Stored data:

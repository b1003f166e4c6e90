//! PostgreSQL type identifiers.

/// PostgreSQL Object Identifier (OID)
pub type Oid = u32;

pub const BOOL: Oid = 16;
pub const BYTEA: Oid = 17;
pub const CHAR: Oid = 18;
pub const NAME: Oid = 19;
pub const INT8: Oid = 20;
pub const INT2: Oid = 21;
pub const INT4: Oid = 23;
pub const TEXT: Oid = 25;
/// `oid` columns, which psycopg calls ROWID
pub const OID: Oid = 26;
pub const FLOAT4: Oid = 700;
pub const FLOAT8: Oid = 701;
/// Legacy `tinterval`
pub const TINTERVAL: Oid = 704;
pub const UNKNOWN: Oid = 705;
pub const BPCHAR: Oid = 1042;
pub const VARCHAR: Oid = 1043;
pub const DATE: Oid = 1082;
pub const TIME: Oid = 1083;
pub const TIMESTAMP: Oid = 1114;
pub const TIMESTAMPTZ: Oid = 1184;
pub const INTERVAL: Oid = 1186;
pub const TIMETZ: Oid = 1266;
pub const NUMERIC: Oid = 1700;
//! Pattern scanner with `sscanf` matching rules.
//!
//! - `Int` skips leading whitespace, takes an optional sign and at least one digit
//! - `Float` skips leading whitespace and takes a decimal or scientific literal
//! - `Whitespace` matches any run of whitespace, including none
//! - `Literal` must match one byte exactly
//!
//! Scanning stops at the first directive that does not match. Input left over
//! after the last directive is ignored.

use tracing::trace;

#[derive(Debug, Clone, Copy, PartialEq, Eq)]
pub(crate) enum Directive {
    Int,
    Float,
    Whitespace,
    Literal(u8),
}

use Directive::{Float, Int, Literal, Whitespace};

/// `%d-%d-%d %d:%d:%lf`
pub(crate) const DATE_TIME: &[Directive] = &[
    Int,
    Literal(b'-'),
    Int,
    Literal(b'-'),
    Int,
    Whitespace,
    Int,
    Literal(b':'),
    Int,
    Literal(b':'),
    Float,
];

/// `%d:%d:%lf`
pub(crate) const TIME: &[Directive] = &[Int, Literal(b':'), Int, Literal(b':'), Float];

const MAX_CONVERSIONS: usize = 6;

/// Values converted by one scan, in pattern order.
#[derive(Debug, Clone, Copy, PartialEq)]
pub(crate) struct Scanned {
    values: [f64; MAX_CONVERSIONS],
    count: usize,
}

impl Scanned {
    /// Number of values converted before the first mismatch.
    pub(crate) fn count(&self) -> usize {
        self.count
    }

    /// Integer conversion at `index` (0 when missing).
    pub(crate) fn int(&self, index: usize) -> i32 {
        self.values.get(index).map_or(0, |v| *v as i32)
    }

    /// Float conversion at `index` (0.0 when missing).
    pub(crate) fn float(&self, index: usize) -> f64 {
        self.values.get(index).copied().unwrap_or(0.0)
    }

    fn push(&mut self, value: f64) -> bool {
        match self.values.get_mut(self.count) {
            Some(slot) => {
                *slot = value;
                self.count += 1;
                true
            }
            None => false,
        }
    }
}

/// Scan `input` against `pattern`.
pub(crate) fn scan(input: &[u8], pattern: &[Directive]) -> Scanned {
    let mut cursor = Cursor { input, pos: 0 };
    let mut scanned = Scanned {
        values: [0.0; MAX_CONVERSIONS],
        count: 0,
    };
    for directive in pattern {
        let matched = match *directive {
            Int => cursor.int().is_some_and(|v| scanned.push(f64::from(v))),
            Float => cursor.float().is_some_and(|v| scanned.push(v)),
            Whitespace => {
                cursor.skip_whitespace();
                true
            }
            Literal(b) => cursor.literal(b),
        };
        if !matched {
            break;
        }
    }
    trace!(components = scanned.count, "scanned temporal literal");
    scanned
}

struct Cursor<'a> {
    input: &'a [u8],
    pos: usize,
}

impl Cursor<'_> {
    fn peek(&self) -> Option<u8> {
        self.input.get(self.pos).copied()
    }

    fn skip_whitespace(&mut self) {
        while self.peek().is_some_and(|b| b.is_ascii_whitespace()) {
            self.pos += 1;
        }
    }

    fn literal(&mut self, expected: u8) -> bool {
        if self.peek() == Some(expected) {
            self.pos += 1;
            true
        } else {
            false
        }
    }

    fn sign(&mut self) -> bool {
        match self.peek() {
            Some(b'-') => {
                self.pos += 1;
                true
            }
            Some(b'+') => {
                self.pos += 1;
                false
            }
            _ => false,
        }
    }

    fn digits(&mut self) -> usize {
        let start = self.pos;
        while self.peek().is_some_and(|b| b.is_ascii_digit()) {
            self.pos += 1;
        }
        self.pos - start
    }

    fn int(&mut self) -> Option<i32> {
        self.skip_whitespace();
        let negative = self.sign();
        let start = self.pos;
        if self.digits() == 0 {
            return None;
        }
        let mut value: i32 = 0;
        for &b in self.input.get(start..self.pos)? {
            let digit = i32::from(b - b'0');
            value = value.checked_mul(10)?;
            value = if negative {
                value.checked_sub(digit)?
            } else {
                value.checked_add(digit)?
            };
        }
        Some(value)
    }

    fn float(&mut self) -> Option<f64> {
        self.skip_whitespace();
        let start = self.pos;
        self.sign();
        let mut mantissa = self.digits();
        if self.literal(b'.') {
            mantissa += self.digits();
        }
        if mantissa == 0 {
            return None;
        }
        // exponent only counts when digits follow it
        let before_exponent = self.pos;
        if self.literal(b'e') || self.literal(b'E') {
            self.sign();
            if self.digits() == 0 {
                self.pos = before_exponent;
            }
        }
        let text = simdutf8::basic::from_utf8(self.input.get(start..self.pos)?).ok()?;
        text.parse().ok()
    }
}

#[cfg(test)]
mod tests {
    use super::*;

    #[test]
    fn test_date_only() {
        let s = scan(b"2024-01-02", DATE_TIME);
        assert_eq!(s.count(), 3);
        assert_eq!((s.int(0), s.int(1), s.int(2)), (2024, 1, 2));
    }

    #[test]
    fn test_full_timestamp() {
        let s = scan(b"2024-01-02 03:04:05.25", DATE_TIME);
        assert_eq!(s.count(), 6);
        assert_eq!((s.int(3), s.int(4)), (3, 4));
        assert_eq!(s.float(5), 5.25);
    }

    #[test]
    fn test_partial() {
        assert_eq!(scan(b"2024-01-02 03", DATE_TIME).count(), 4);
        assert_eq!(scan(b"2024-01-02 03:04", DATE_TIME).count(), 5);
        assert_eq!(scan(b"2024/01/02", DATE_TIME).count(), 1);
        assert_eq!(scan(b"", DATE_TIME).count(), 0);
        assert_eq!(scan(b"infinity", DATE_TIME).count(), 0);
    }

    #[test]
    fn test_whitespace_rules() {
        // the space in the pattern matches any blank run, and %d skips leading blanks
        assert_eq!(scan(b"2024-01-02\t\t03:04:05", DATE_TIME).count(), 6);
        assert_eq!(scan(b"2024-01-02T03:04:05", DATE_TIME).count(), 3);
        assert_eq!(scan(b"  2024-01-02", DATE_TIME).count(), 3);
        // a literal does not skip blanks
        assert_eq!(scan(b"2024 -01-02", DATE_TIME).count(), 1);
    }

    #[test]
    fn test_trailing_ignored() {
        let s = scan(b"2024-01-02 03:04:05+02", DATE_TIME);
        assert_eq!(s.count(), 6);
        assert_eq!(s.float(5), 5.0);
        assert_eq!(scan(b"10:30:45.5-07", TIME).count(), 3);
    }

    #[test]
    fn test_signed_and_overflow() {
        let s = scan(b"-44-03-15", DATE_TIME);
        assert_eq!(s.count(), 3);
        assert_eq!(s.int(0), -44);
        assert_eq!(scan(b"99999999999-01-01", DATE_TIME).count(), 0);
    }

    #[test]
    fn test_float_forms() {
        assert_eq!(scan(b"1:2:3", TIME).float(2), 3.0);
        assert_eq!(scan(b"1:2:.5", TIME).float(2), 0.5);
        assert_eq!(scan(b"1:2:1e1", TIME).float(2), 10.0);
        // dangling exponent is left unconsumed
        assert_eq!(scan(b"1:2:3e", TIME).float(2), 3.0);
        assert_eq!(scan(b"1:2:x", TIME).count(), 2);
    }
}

* **YOUR INSTRUCTIONS**: Pull out all lines in the data above that include "expected".

* **YOUR RESPONSE**:
    fn literal(&mut self, expected: u8) -> bool {
        if self.peek() == Some(expected) {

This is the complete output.